Natural killer cells attenuate cytomegalovirus-induced hearing loss in mice

Liting Chen, Yong Wang, Anne Zhang, Wayne M. Yokoyama, Jun Yang, Matthew A. Firpo, Pranav D. Mathur, Elaine Hillas, Albert H. Park, Ali A. Almishaal

by Ali A. Almishaal, Pranav D. Mathur, Elaine Hillas, Liting Chen, Anne Zhang, Jun Yang, Yong Wang, Wayne M. Yokoyama, Matthew A. Firpo, Albert H. Park

Congenital cytomegalovirus (CMV) infection is the most common non-hereditary cause of sensorineural hearing loss (SNHL) yet the mechanisms of hearing loss remain obscure. Natural Killer (NK) cells play a critical role in regulating murine CMV infection via NK cell recognition of the Ly49H cell surface receptor of the viral-encoded m157 ligand expressed at the infected cell surface. This Ly49H NK receptor/m157 ligand interaction has been found to mediate host resistance to CMV in the spleen, and lung, but is much less effective in the liver, so it is not known if this interaction is important in the context of SNHL. Using a murine model for CMV-induced labyrinthitis, we have demonstrated that the Ly49H/m157 interaction mediates host resistance in the temporal bone.
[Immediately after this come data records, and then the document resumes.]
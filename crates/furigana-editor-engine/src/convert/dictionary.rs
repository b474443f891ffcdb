use std::collections::HashMap;
use std::fs;
use std::path::{Path, PathBuf};

use reqwest::blocking::Client;

use super::format::{Token, render};
use super::{ConvertError, ConvertOptions, Converter, DictionarySource};
use crate::kana::{is_kana, to_hiragana};

/// The word list used when no other dictionary is configured.
pub const BUNDLED_DICTIONARY: &str = include_str!("../../assets/dict/basic.tsv");

/// Converter backed by a word list.
///
/// The dictionary is a UTF-8 file with one `surface<TAB>reading` pair per
/// line; blank lines and lines starting with `#` are skipped. Readings may be
/// written in hiragana or katakana. Text is segmented by longest match, so
/// `日本語` wins over `日本` when both are listed.
#[derive(Debug, Clone)]
pub struct DictionaryConverter {
    entries: HashMap<String, String>,
    /// Longest surface in characters, bounding the match window.
    longest: usize,
}

impl DictionaryConverter {
    /// Loads the dictionary from wherever `source` points. Blocks until the
    /// whole file has been read or fetched.
    pub fn open(source: &DictionarySource) -> Result<Self, ConvertError> {
        match source {
            DictionarySource::Bundled => Self::bundled(),
            DictionarySource::File(path) => Self::load(path),
            DictionarySource::Url(url) => Self::fetch(url),
        }
    }

    pub fn bundled() -> Result<Self, ConvertError> {
        Self::parse(BUNDLED_DICTIONARY, Path::new("<bundled>"))
    }

    /// Downloads a dictionary over HTTP. Any non-success status fails the
    /// load, as does a malformed body.
    pub fn fetch(url: &str) -> Result<Self, ConvertError> {
        let client = Client::builder()
            .build()
            .map_err(|source| fetch_error(url, source))?;
        Self::fetch_with(&client, url)
    }

    pub(crate) fn fetch_with(client: &Client, url: &str) -> Result<Self, ConvertError> {
        let content = client
            .get(url)
            .send()
            .and_then(|response| response.error_for_status())
            .and_then(|response| response.text())
            .map_err(|source| fetch_error(url, source))?;
        let converter = Self::parse(&content, Path::new(url))?;
        log::info!("Fetched {} dictionary entries from {url}", converter.len());
        Ok(converter)
    }

    /// Loads a dictionary file. Loading is all-or-nothing: any malformed line
    /// fails the whole load.
    pub fn load(path: impl AsRef<Path>) -> Result<Self, ConvertError> {
        let path = path.as_ref();
        let content = fs::read_to_string(path).map_err(|source| ConvertError::DictionaryRead {
            path: path.to_path_buf(),
            source,
        })?;
        let converter = Self::parse(&content, path)?;
        log::info!(
            "Loaded {} dictionary entries from {}",
            converter.len(),
            path.display()
        );
        Ok(converter)
    }

    /// Parses dictionary text; `origin` is only used in error messages.
    pub fn parse(content: &str, origin: &Path) -> Result<Self, ConvertError> {
        let mut entries = Vec::new();
        for (index, line) in content.lines().enumerate() {
            let line = line.trim();
            if line.is_empty() || line.starts_with('#') {
                continue;
            }
            let malformed = |reason: &str| ConvertError::DictionaryFormat {
                path: origin.to_path_buf(),
                line: index + 1,
                reason: reason.to_string(),
            };
            let (surface, reading) = line
                .split_once('\t')
                .ok_or_else(|| malformed("expected surface and reading separated by a tab"))?;
            let (surface, reading) = (surface.trim(), reading.trim());
            if surface.is_empty() || reading.is_empty() {
                return Err(malformed("surface and reading must not be empty"));
            }
            if !reading.chars().all(is_kana) {
                return Err(malformed("reading must be written in kana"));
            }
            entries.push((surface, reading));
        }

        Self::build(entries, origin)
    }

    /// Builds a converter from in-memory pairs.
    pub fn from_entries<'a>(
        entries: impl IntoIterator<Item = (&'a str, &'a str)>,
    ) -> Result<Self, ConvertError> {
        Self::build(entries, Path::new("<memory>"))
    }

    fn build<'a>(
        entries: impl IntoIterator<Item = (&'a str, &'a str)>,
        origin: &Path,
    ) -> Result<Self, ConvertError> {
        let mut map = HashMap::new();
        let mut longest = 0;
        for (surface, reading) in entries {
            if map.contains_key(surface) {
                log::debug!("Ignoring duplicate dictionary entry for {surface}");
                continue;
            }
            longest = longest.max(surface.chars().count());
            map.insert(surface.to_string(), to_hiragana(reading));
        }

        if map.is_empty() {
            return Err(ConvertError::EmptyDictionary(PathBuf::from(origin)));
        }

        Ok(Self {
            entries: map,
            longest,
        })
    }

    pub fn len(&self) -> usize {
        self.entries.len()
    }

    pub fn is_empty(&self) -> bool {
        self.entries.is_empty()
    }

    /// Reading of an exact surface form, in hiragana.
    pub fn reading(&self, surface: &str) -> Option<&str> {
        self.entries.get(surface).map(String::as_str)
    }

    /// Splits text into dictionary words and runs of unknown characters.
    pub(crate) fn tokenize<'a>(&'a self, text: &'a str) -> Vec<Token<'a>> {
        let boundaries: Vec<usize> = text
            .char_indices()
            .map(|(i, _)| i)
            .chain(std::iter::once(text.len()))
            .collect();
        let chars = boundaries.len() - 1;

        let mut tokens = Vec::new();
        let mut unknown_start: Option<usize> = None;
        let mut i = 0;

        while i < chars {
            let window = self.longest.min(chars - i);
            let matched = (1..=window).rev().find_map(|len| {
                let surface = &text[boundaries[i]..boundaries[i + len]];
                self.entries
                    .get(surface)
                    .map(|reading| (len, surface, reading.as_str()))
            });

            match matched {
                Some((len, surface, reading)) => {
                    if let Some(start) = unknown_start.take() {
                        tokens.push(Token {
                            surface: &text[start..boundaries[i]],
                            reading: None,
                        });
                    }
                    tokens.push(Token {
                        surface,
                        reading: Some(reading),
                    });
                    i += len;
                }
                None => {
                    unknown_start.get_or_insert(boundaries[i]);
                    i += 1;
                }
            }
        }

        if let Some(start) = unknown_start {
            tokens.push(Token {
                surface: &text[start..],
                reading: None,
            });
        }
        tokens
    }
}

fn fetch_error(url: &str, source: reqwest::Error) -> ConvertError {
    ConvertError::DictionaryFetch {
        url: url.to_string(),
        source,
    }
}

impl Converter for DictionaryConverter {
    fn convert(&self, text: &str, options: &ConvertOptions) -> Result<String, ConvertError> {
        Ok(render(&self.tokenize(text), options))
    }
}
BALB/c mice, which lack functional Ly49H, inoculated with mCMV at post-natal day 3 developed profound hearing loss and significant outer hair cell loss by 28 days of life. In contrast, C57BL/6 mice, competent for the Ly49H/m157 interaction, had minimal hearing loss and attenuated outer hair cell loss with the same mCMV dose. Administration of Ly49H blocking antibody or inoculation with a mCMV viral strain deleted for the m157 gene rendered the previously resistant C57BL/6 mouse strain susceptible to hearing loss to a similar extent as the BALB/c mouse strain indicating a direct role of the Ly49H/m157 interaction in mCMV-dependent hearing loss. Additionally, NK cell recruitment to sites of infection was evident in the temporal bone of inoculated susceptible mouse strains. These results demonstrate participation of NK cells in protection from CMV-induced labyrinthitis and SNHL in mice.